Re: Super advice from super beekeepers
I am no expert but I will give you my advise as it pertains to my experience
1. Should I put on a hive-top feeder to accelerate the comb drawn out on honey super and take it off as soon as a few frames are fully drawn out? I am wondering if there will be honey (for me) this year given it is already Aug.
You will not get honey from sugar water, general rule of thumb is not to feed while supering. However, if you are looking to get drawn comb filled with sugar water to feed back to your bees that will work
2. Should I pull any of the frames of honey out of the top hive body (deep) and replace with empty frames to reduce possible congestion? Perhaps that would compete with the honey super I put on?

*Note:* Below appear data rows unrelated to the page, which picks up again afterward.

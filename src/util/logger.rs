use tracing_subscriber::{fmt, layer::SubscriberExt, util::SubscriberInitExt, EnvFilter, Layer};
use tracing_appender::{non_blocking, rolling};

/// Console plus rolling-file logging. Dropping the guards stops the file writers,
/// so the `Logger` must live as long as the process.
pub struct Logger {
    pub guards: Vec<tracing_appender::non_blocking::WorkerGuard>,
}

impl Logger {
    pub fn new(log_dir: &str) -> Result<Self, Box<dyn std::error::Error>> {
        let guards = Self::setup_logging(log_dir)?;
        Ok(Logger { guards })
    }

    fn setup_logging(log_dir: &str) -> Result<Vec<tracing_appender::non_blocking::WorkerGuard>, Box<dyn std::error::Error>> {
        std::fs::create_dir_all(log_dir)?;

        let console_filter = EnvFilter::try_from_default_env()
            .unwrap_or_else(|_| EnvFilter::new("info,budeba_backend=debug"));

        let file_log_level = std::env::var("FILE_LOG_LEVEL").unwrap_or_else(|_| "info".to_string());
        let error_file_log_level = std::env::var("ERROR_FILE_LOG_LEVEL").unwrap_or_else(|_| "warn".to_string());

        let general_file = rolling::daily(log_dir, "budeba-backend.log");
        let (non_blocking_general, general_guard) = non_blocking(general_file);

        let error_file = rolling::daily(format!("{}/error", log_dir), "budeba-backend-error.log");
        let (non_blocking_error, error_guard) = non_blocking(error_file);

        let json_file = rolling::daily(format!("{}/json", log_dir), "budeba-backend.json");
        let (non_blocking_json, json_guard) = non_blocking(json_file);

        tracing_subscriber::registry()
            .with(
                fmt::layer()
                    .with_target(true)
                    .with_thread_ids(true)
                    .with_ansi(true)
                    .with_filter(console_filter)
            )
            .with(
                fmt::layer()
                    .with_writer(non_blocking_general)
                    .with_ansi(false)
                    .with_target(true)
                    .with_file(true)
                    .with_line_number(true)
                    .with_filter(EnvFilter::new(file_log_level.clone()))
            )
            .with(
                // Notification failures land here at warn level.
                fmt::layer()
                    .with_writer(non_blocking_error)
                    .with_ansi(false)
                    .with_target(true)
                    .with_file(true)
                    .with_line_number(true)
                    .with_filter(EnvFilter::new(error_file_log_level))
            )
            .with(
                fmt::layer()
                    .json()
                    .with_writer(non_blocking_json)
                    .with_ansi(false)
                    .with_target(true)
                    .with_filter(EnvFilter::new(file_log_level))
            )
            .try_init()?;

        Ok(vec![general_guard, error_guard, json_guard])
    }
}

Is your hive congested? is there room for the queen to lay/honeybound? if so you can remove some frames of capped honey to the freezer to keep as emergency feed. If you don't use it you can harvest it next spring for yourself (watch out for brood, you don't want it in your honey) If it were me in my climate I would just concentrate on them building up and filling the two deeps for the winter. That should get you through. Super and harvest honey next year
3. How much honey should I leave the colony for over-wintering? It seems the top hive body has a lot of honey for winter.

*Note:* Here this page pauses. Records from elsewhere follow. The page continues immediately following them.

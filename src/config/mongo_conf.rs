use std::env;
use tracing::{error, info};

use super::{lookup_var, parsed_var, required_var, ConfigError};

pub const DEFAULT_QUOTE_COLLECTION: &str = "quote_requests";

/// Connection settings for the MongoDB quote store.
#[derive(Debug, Clone)]
pub struct MongoConfig {
    pub uri: String,
    pub database: String,
    /// Only applied when both username and password are set.
    pub username: Option<String>,
    pub password: Option<String>,
    pub quote_collection: String,
    pub pool_size: u32,
    pub connection_timeout_secs: u64,
}

impl MongoConfig {
    /// Reads `MONGO_URI` and `MONGO_DATABASE` (required), `MONGO_USERNAME`,
    /// `MONGO_PASSWORD`, `MONGO_QUOTE_COLLECTION`, `MONGO_POOL_SIZE` and
    /// `MONGO_CONNECTION_TIMEOUT`.
    pub fn from_env() -> Result<Self, ConfigError> {
        Self::from_lookup(|key| env::var(key).ok())
    }

    pub fn from_lookup<F>(lookup: F) -> Result<Self, ConfigError>
    where
        F: Fn(&str) -> Option<String>,
    {
        let config = MongoConfig {
            uri: required_var(&lookup, "MONGO_URI")?,
            database: required_var(&lookup, "MONGO_DATABASE")?,
            username: lookup_var(&lookup, "MONGO_USERNAME"),
            password: lookup_var(&lookup, "MONGO_PASSWORD"),
            quote_collection: lookup_var(&lookup, "MONGO_QUOTE_COLLECTION")
                .unwrap_or_else(|| DEFAULT_QUOTE_COLLECTION.to_string()),
            pool_size: parsed_var(&lookup, "MONGO_POOL_SIZE", 10)?,
            connection_timeout_secs: parsed_var(&lookup, "MONGO_CONNECTION_TIMEOUT", 5)?,
        };
        config.validate()?;
        info!(
            database = %config.database,
            collection = %config.quote_collection,
            "MongoDB configuration loaded"
        );
        Ok(config)
    }

    pub fn validate(&self) -> Result<(), ConfigError> {
        if self.pool_size == 0 {
            error!("MongoDB pool size is 0");
            return Err(ConfigError::ValidationError("MongoDB pool size must be greater than 0".to_string()));
        }
        if self.connection_timeout_secs == 0 {
            error!("MongoDB connection timeout is 0");
            return Err(ConfigError::ValidationError("MongoDB connection timeout must be greater than 0".to_string()));
        }
        Ok(())
    }
}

All of it for the first year. I would also make sure that the frames directly above the brood nest are full of honey once the weather gets cold. Sometimes the cluster will only move straight up the hive.
3. Do I feed the colony in Sept-Oct to get them ready for winter?
Depends upon the amount of stores they have. Someone in your area can tell you the weight of the hive necessary for overwintering. Two deeps should be adequate anywhere.